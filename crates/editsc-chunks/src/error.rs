/// Structural problems found while decoding or re-encoding a chunk file.
#[derive(Debug, Clone, PartialEq, Eq, thiserror::Error)]
pub enum FormatError {
    #[error("bad chunk magic at offset {offset}: {magic1:#010x} {magic2:#010x}")]
    BadMagic { offset: usize, magic1: u32, magic2: u32 },

    #[error("truncated file: expected {expected} bytes, got {actual}")]
    Truncated { expected: usize, actual: usize },

    #[error("guard directory entry is ({x}, {z}, {index}), expected (0, 0, -1)")]
    BadGuard { x: i32, z: i32, index: i32 },

    #[error("chunk ({x}, {z}) at position {position} has no directory entry")]
    MissingSlot { x: i32, z: i32, position: usize },

    #[error("directory maps chunk ({x}, {z}) to slot {index}, but it is stored at position {position}")]
    SlotMismatch { x: i32, z: i32, position: usize, index: i32 },

    #[error("chunk ({x}, {z}) is registered in {count} directory slots")]
    DuplicateSlot { x: i32, z: i32, count: usize },

    #[error("directory slot {slot} is in use with negative coordinate ({x}, {z})")]
    NegativeSlotCoord { slot: usize, x: i32, z: i32 },

    #[error("directory slot {slot} ({x}, {z}) points at position {index}, but the file has {chunks} chunks")]
    DanglingSlot { slot: usize, x: i32, z: i32, index: i32, chunks: usize },

    #[error("duplicate chunk ({x}, {z})")]
    DuplicateChunk { x: i32, z: i32 },

    #[error("unrecognized chunk file layout")]
    UnknownLayout,
}

/// Re-encoded bytes diverge from the source buffer.
#[derive(Debug, Clone, Copy, PartialEq, Eq, thiserror::Error)]
#[error("round-trip mismatch at byte offset {offset}")]
pub struct RoundTripError {
    /// First byte offset at which the two buffers differ. Equals the shorter
    /// length when one buffer is a strict prefix of the other.
    pub offset: usize,
}

/// Errors that can occur anywhere in the chunk codec.
#[derive(Debug, thiserror::Error)]
pub enum ChunksError {
    #[error(transparent)]
    Format(#[from] FormatError),

    #[error(transparent)]
    RoundTrip(#[from] RoundTripError),

    #[error("invalid codec options: {0}")]
    Config(String),

    #[error("I/O error: {0}")]
    Io(#[from] std::io::Error),
}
--
Out of the entries, pull every line that mentions "Debug".

#[derive(Debug, Clone, PartialEq, Eq, thiserror::Error)]
#[derive(Debug, Clone, Copy, PartialEq, Eq, thiserror::Error)]
#[derive(Debug, thiserror::Error)]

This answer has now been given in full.